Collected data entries

[Start of Attachment]

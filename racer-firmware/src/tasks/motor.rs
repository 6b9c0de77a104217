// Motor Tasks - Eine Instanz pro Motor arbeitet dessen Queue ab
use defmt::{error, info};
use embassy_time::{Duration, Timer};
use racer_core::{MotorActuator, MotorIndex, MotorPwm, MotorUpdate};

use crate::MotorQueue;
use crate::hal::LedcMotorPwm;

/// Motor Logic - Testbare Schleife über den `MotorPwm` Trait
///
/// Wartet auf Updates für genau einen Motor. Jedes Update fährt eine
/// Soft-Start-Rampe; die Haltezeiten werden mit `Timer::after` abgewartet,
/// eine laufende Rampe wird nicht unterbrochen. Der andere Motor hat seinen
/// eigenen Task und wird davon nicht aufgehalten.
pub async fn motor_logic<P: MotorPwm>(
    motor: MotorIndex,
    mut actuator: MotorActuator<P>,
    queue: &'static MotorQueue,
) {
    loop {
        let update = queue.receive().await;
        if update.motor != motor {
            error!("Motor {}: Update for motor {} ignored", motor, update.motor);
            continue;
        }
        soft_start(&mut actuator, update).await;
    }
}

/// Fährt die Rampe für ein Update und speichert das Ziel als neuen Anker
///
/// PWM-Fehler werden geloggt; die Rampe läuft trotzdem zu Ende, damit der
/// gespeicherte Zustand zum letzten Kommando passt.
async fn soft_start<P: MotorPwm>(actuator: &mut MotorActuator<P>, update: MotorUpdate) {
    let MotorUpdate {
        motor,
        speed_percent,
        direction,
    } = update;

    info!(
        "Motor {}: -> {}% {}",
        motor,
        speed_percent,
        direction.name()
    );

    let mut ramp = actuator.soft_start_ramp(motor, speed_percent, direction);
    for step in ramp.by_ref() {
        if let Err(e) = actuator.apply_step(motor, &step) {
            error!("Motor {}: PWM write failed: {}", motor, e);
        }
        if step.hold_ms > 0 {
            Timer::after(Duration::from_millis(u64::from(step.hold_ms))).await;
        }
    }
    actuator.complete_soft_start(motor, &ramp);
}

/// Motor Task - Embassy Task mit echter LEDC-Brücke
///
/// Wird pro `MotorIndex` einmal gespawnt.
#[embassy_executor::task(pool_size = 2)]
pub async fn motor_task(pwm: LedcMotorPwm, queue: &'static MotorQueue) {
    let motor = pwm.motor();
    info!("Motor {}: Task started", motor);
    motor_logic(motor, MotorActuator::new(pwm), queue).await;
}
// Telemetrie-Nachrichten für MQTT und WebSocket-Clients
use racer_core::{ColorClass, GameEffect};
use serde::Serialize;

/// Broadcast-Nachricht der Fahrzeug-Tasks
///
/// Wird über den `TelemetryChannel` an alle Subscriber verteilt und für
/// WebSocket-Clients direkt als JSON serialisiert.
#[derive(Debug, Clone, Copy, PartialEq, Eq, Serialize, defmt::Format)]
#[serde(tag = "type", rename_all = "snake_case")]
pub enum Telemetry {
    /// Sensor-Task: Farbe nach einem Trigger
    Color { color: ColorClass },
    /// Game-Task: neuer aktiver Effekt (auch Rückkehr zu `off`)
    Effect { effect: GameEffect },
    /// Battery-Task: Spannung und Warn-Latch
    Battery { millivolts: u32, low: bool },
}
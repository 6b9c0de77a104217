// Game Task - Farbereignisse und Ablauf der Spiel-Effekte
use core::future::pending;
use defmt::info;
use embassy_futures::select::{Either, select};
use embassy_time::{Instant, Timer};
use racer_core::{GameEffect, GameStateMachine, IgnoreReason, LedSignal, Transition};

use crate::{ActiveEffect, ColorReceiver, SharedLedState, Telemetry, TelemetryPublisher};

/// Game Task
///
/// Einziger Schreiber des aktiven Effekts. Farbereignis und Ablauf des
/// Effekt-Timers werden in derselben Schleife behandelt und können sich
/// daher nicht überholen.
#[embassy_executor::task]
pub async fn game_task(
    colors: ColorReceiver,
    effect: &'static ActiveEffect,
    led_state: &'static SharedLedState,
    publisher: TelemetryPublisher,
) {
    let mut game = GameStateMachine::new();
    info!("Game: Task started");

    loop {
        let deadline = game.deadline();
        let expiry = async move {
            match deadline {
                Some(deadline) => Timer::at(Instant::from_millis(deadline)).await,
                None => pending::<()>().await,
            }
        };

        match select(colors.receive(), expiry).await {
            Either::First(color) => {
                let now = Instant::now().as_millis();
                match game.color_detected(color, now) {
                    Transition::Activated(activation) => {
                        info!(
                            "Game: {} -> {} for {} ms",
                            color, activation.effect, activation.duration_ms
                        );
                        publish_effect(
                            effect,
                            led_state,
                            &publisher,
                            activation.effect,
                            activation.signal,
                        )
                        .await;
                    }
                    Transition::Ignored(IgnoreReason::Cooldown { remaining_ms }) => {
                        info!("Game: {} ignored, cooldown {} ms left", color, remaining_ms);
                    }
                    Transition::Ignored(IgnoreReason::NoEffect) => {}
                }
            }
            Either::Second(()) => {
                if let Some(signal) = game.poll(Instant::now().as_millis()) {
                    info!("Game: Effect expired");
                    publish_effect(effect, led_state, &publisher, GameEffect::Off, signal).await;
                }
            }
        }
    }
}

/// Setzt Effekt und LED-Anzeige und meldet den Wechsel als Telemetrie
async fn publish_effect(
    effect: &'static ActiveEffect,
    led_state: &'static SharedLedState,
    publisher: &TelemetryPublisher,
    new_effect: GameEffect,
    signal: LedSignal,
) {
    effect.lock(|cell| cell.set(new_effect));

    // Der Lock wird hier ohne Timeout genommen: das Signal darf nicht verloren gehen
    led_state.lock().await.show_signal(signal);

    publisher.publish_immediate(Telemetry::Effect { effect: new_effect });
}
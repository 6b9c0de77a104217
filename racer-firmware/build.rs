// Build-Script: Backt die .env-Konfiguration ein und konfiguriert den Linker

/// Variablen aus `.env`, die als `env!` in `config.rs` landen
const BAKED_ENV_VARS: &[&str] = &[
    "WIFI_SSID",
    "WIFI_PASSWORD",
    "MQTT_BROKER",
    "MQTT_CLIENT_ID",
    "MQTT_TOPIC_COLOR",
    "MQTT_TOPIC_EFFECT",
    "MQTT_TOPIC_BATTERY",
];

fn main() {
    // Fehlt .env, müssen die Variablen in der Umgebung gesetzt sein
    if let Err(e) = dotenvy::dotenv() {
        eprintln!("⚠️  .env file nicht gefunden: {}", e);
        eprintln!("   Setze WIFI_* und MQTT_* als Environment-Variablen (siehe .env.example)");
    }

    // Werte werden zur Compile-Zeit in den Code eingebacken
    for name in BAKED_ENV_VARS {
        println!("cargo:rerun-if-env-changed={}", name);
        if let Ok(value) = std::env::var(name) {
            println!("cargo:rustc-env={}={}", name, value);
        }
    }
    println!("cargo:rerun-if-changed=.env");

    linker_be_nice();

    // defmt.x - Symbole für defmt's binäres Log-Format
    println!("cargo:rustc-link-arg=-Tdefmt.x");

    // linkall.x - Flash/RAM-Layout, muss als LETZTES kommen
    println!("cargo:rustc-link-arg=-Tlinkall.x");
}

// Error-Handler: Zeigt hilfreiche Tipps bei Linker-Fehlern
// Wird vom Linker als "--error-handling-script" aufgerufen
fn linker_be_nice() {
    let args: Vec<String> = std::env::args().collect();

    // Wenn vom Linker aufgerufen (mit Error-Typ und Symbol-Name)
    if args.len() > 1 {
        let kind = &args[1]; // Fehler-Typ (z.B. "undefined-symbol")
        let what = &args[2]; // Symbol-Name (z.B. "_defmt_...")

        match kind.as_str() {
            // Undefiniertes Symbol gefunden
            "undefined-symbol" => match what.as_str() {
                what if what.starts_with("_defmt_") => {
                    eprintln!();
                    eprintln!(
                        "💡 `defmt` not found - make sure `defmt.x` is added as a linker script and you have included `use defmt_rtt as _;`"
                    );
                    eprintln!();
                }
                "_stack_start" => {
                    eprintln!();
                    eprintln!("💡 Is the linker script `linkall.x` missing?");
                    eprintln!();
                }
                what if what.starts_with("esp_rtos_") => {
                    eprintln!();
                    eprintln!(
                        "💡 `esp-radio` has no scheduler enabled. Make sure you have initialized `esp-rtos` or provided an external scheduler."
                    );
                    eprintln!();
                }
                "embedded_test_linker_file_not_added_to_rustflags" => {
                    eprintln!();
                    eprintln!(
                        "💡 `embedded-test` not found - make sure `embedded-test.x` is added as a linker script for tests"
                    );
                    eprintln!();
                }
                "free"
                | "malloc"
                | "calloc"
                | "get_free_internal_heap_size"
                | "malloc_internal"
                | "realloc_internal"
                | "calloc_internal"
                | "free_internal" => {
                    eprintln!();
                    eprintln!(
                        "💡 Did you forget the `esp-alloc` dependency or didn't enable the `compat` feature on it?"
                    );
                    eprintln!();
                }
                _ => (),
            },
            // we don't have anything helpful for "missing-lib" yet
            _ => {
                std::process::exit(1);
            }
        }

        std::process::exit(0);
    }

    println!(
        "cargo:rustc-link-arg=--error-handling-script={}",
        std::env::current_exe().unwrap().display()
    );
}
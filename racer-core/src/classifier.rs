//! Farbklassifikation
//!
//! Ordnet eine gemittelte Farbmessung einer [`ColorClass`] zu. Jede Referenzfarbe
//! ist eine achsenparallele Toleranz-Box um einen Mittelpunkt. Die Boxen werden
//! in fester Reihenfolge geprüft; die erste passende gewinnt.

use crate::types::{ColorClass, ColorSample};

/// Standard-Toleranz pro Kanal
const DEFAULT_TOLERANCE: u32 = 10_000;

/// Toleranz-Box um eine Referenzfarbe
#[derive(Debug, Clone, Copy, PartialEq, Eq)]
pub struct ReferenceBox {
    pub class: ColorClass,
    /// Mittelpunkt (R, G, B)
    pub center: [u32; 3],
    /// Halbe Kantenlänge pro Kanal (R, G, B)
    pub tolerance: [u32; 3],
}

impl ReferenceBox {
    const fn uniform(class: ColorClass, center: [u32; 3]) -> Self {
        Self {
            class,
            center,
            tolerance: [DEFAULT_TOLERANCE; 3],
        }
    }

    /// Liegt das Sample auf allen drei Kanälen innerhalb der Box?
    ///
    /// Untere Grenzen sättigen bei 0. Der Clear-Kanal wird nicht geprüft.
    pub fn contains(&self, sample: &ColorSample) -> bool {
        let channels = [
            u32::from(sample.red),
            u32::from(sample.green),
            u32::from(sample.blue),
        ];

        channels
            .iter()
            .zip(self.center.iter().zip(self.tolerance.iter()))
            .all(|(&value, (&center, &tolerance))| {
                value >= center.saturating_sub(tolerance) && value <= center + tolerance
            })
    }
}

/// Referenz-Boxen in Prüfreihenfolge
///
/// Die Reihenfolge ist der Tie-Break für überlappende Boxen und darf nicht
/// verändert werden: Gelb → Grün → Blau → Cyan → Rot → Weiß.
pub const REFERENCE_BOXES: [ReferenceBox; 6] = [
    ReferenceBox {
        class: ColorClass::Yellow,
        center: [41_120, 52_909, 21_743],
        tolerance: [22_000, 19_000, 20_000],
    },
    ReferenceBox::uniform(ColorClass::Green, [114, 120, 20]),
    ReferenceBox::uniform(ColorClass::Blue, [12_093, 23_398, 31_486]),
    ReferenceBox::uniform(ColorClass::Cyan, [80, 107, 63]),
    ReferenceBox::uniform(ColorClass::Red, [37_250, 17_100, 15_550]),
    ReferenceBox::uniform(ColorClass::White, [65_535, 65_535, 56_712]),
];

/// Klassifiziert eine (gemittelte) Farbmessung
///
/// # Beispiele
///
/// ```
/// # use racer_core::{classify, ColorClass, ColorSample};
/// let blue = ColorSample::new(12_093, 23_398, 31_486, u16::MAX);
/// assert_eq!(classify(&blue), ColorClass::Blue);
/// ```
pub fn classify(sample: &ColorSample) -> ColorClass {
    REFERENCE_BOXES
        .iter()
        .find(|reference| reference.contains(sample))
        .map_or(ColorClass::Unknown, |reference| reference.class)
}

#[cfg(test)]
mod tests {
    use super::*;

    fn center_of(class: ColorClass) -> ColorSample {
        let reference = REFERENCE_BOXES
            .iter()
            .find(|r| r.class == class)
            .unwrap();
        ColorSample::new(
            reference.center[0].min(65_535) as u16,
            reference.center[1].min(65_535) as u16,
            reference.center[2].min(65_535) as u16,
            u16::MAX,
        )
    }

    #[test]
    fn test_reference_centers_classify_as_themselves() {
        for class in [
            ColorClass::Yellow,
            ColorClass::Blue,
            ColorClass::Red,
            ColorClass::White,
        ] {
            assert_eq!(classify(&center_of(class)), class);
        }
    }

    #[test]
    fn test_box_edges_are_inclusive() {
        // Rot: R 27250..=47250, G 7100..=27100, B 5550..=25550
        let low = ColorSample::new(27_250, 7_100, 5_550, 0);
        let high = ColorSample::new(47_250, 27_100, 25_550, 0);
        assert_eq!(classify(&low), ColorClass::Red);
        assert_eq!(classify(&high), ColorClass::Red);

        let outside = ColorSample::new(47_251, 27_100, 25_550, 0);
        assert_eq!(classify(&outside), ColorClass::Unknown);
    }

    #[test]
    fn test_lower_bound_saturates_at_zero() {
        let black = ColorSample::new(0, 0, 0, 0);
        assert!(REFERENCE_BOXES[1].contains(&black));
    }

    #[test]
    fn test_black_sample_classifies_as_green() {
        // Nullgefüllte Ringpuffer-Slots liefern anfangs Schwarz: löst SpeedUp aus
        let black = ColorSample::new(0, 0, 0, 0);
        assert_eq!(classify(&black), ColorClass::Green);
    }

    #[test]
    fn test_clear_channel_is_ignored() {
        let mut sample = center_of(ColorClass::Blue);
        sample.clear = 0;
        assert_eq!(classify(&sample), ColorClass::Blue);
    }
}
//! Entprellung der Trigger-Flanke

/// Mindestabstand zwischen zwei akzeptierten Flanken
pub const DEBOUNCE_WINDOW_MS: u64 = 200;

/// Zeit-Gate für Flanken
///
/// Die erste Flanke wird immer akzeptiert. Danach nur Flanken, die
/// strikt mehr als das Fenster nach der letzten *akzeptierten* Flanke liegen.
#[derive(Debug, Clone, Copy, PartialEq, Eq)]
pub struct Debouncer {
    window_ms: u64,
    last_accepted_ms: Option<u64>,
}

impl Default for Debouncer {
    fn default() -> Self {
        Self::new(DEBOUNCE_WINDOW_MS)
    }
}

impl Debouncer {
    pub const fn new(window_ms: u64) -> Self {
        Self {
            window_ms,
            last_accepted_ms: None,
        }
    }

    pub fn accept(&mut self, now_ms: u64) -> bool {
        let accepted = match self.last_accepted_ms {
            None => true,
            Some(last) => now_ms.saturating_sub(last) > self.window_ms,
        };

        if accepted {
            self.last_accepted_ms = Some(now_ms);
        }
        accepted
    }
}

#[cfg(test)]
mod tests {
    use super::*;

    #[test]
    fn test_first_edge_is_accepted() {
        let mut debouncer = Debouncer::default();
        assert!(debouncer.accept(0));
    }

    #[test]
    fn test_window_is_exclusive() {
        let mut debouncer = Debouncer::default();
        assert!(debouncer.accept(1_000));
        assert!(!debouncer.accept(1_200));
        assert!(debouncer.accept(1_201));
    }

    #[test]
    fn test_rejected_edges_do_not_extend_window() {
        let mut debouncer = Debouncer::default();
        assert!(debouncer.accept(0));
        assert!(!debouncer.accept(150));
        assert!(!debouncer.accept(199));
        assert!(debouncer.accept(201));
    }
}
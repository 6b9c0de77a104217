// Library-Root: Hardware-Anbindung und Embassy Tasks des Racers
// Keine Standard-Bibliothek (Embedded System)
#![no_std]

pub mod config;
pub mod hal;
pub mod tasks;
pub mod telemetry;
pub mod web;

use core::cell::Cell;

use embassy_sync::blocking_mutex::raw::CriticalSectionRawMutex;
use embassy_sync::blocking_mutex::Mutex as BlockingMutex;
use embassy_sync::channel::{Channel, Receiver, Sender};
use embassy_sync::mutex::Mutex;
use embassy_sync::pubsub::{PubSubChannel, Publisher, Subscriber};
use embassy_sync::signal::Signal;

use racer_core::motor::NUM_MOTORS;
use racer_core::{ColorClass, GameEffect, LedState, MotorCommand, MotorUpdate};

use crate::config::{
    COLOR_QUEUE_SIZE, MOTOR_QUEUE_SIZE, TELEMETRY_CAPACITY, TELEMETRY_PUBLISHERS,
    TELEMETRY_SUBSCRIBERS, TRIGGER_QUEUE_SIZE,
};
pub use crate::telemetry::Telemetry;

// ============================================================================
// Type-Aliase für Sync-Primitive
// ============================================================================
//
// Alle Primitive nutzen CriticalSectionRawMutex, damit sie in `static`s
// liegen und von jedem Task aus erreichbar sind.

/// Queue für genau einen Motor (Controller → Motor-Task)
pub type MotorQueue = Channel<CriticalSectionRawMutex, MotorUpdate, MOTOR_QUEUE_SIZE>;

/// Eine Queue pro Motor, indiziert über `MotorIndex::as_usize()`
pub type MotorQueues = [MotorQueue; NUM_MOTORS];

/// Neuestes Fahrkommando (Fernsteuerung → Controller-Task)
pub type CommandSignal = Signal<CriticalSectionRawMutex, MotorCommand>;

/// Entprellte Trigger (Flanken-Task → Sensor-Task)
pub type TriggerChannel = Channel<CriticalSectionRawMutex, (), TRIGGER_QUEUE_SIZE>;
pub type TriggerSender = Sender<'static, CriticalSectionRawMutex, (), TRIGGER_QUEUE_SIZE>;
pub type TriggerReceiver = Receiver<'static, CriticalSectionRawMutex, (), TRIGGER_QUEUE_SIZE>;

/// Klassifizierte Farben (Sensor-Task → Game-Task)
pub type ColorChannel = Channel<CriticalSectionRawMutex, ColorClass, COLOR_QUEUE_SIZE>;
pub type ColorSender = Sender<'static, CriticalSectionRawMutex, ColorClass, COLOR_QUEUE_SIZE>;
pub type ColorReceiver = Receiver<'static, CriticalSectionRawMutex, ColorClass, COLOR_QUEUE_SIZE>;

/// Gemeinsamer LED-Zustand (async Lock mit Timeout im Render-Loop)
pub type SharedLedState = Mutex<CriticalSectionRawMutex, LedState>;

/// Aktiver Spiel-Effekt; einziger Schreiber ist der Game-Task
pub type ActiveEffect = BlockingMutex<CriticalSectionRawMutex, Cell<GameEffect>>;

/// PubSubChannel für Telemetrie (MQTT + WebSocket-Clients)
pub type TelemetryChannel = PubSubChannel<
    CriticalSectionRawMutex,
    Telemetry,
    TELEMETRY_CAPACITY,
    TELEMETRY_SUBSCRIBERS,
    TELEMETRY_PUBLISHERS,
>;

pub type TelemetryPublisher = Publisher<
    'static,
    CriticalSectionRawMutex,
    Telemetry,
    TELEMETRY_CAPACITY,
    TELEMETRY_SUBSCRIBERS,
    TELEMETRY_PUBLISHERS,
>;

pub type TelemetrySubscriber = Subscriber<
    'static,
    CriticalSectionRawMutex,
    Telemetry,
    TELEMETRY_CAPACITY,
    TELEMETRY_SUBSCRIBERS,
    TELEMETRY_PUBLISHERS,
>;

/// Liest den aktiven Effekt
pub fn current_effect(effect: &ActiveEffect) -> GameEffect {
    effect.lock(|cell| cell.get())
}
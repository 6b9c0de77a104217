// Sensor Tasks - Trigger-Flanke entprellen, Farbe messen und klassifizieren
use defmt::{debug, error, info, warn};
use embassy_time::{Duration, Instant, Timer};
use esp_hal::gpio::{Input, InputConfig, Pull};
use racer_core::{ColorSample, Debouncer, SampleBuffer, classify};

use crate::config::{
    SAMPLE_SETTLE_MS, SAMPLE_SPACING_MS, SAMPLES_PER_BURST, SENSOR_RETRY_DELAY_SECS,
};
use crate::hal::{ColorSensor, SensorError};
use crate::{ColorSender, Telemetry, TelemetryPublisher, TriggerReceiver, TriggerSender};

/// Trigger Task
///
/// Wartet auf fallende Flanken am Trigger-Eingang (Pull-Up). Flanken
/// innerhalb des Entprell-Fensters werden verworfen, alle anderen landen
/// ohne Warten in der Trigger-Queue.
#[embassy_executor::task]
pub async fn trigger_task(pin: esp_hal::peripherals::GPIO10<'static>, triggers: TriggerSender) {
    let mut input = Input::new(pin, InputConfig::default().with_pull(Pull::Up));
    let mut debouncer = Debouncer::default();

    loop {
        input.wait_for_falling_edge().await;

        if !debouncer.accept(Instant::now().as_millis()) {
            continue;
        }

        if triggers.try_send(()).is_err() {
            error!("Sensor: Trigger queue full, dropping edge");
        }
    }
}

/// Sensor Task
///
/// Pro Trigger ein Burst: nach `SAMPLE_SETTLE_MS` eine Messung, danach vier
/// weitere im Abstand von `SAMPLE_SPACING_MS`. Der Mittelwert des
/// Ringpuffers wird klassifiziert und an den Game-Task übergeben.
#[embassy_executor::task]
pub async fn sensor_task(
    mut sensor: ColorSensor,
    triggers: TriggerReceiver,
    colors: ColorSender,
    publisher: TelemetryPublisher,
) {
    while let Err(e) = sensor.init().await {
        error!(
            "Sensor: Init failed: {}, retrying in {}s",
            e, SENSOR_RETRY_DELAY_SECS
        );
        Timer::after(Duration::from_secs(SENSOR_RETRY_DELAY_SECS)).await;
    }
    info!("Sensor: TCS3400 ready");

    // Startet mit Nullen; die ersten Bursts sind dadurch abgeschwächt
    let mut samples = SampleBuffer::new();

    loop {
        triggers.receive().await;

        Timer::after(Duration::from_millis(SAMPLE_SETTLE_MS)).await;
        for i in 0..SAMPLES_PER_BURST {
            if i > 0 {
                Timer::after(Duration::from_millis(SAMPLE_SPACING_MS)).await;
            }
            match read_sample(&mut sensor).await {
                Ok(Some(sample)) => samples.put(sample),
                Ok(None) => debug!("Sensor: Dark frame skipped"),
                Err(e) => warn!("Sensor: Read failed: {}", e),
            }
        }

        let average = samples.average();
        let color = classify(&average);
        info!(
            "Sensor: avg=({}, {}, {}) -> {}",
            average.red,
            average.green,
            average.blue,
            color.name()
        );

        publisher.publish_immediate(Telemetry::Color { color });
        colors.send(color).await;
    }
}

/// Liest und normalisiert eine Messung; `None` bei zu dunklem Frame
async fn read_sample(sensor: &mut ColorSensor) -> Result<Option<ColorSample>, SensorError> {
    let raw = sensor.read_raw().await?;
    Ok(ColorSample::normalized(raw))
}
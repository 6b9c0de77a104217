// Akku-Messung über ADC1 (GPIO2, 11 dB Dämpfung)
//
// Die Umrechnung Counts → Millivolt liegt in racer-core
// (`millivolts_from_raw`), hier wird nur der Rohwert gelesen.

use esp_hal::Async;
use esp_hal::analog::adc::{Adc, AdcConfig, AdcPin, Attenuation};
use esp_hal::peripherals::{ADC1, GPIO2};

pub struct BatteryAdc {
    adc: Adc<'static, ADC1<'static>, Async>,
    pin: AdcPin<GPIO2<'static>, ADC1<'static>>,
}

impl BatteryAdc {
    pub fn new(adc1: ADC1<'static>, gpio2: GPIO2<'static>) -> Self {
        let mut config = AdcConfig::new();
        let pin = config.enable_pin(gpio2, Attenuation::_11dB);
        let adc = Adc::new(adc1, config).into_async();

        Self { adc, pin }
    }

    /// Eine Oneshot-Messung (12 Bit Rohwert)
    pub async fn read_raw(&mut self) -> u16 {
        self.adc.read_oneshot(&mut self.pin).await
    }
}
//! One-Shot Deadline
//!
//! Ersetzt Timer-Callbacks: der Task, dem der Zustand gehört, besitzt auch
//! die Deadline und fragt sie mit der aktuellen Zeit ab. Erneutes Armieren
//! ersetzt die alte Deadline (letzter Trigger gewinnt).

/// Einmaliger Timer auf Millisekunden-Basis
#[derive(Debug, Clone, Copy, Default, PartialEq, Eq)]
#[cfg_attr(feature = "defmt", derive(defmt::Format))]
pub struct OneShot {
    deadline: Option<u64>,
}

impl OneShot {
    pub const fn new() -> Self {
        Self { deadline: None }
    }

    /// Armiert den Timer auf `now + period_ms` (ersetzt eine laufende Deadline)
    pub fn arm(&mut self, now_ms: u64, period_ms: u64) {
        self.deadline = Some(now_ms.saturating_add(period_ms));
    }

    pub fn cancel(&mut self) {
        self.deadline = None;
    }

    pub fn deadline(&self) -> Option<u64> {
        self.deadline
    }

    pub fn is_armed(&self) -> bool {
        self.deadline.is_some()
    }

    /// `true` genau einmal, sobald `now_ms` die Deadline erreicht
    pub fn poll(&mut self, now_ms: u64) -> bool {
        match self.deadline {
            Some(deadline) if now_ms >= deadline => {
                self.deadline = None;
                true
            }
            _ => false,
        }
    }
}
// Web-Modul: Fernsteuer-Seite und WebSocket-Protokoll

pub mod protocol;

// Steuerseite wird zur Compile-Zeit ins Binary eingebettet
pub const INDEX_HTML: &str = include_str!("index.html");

[End of Attachment]

EXERCISE DETAILS -> A complete answer lists each line of the data that holds the word "Flanken".

PROBLEM SOLUTION ->
/// Mindestabstand zwischen zwei akzeptierten Flanken
/// Zeit-Gate für Flanken
/// Die erste Flanke wird immer akzeptiert. Danach nur Flanken, die
/// Entprellte Trigger (Flanken-Task → Sensor-Task)
/// Wartet auf fallende Flanken am Trigger-Eingang (Pull-Up). Flanken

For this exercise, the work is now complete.